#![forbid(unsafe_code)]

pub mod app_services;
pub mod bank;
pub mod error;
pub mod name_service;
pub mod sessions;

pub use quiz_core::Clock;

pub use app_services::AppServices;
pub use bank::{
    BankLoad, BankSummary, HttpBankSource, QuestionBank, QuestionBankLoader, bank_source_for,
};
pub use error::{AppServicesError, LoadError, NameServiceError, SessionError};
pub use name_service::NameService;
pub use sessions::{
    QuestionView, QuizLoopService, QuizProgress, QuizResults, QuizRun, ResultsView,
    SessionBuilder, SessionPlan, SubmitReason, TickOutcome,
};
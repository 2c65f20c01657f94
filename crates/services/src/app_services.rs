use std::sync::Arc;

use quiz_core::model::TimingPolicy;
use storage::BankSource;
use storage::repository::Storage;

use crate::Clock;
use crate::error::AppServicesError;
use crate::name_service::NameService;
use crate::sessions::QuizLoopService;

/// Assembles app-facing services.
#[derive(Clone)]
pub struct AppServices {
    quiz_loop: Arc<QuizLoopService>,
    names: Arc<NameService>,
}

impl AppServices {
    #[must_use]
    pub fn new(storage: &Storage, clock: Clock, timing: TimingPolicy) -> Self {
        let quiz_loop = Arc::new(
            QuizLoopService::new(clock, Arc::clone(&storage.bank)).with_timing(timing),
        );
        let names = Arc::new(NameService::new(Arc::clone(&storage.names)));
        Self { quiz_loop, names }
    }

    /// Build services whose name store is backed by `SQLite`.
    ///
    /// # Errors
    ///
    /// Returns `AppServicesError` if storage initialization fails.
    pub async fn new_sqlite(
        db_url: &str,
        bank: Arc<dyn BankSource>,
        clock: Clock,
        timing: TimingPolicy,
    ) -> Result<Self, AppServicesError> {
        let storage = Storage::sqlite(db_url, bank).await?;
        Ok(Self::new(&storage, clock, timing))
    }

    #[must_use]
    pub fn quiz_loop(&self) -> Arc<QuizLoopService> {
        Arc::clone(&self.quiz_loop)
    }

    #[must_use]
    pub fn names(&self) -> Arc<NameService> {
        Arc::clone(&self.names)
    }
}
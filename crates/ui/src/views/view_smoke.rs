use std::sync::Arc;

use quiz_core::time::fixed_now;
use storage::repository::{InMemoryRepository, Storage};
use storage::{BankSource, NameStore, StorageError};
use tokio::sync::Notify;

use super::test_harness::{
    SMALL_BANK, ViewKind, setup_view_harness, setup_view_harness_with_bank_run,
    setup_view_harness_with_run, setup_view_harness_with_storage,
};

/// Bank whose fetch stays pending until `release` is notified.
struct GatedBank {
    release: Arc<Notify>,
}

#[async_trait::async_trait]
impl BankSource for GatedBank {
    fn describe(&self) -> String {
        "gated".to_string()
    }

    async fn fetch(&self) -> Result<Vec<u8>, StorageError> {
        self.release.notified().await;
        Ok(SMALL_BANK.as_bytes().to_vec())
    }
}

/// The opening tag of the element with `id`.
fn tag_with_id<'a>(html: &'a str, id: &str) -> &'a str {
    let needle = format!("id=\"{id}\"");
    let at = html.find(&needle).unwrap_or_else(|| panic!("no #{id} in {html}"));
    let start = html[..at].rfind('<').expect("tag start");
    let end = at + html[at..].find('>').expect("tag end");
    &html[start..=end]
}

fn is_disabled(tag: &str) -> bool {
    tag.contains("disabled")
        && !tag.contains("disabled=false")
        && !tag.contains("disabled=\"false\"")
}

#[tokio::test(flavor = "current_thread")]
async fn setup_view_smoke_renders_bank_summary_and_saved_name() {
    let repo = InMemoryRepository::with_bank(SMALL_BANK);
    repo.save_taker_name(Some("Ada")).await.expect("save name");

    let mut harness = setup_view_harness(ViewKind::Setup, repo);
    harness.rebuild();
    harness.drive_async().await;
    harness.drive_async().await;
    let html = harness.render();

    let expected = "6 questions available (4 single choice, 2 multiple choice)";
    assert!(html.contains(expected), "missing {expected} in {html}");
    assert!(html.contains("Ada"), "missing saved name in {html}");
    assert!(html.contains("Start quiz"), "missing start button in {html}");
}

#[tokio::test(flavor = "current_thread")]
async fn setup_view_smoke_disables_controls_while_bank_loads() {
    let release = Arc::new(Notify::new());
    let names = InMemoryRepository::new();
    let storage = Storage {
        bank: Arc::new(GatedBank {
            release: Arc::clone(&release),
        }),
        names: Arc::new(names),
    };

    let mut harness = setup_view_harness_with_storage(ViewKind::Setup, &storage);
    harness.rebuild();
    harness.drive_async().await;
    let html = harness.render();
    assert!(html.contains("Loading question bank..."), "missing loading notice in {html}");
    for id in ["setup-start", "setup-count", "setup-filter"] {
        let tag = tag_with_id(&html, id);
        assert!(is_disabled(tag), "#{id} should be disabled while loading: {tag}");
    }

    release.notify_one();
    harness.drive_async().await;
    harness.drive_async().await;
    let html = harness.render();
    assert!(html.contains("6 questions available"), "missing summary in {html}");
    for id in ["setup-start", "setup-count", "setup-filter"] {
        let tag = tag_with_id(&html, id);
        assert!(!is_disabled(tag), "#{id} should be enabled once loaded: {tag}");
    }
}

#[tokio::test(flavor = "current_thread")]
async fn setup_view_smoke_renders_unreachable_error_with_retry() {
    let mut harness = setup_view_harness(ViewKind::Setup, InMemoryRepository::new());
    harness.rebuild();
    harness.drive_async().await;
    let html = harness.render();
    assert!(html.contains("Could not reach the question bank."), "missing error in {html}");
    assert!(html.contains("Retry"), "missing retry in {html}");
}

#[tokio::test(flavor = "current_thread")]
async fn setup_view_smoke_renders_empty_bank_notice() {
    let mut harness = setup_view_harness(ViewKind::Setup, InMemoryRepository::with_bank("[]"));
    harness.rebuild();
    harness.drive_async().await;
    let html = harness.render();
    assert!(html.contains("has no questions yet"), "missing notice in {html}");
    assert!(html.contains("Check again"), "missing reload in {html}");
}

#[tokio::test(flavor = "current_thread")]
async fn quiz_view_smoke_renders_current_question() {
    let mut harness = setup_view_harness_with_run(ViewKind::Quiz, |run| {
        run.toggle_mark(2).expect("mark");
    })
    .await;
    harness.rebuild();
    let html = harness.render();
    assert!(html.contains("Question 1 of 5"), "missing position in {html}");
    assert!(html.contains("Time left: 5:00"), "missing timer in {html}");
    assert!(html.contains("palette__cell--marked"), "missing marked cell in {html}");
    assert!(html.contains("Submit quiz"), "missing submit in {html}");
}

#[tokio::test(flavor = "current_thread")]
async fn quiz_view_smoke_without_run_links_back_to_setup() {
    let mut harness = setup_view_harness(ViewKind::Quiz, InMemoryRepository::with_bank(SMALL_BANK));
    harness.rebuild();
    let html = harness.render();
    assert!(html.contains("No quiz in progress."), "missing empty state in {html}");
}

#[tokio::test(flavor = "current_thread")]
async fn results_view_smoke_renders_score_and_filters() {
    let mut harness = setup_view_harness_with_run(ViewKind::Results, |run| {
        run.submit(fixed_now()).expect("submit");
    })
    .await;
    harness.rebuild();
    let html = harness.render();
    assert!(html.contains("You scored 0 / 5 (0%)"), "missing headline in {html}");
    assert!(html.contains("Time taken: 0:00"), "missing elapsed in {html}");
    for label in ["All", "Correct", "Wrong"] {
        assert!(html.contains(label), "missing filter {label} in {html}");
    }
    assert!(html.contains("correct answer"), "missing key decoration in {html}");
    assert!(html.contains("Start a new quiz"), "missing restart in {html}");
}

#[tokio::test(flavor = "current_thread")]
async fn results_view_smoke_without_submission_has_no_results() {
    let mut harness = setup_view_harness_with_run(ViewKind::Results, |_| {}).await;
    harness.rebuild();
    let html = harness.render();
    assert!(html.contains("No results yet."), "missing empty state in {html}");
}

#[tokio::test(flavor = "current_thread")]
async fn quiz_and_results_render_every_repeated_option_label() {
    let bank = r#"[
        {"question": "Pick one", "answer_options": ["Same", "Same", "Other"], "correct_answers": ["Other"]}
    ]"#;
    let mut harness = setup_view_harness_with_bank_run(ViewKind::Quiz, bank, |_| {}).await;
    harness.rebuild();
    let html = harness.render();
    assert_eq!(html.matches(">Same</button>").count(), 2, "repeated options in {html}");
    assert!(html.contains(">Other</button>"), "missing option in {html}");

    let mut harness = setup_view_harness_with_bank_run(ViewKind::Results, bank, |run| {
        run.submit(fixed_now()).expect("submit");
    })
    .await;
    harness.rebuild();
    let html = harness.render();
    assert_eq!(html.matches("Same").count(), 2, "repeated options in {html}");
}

==*==

_YOUR GOAL_
Count how many lines in the entries above hold the word "GatedBank". Give that number by itself.

_SOLUTION TO THE EXERCISE_
3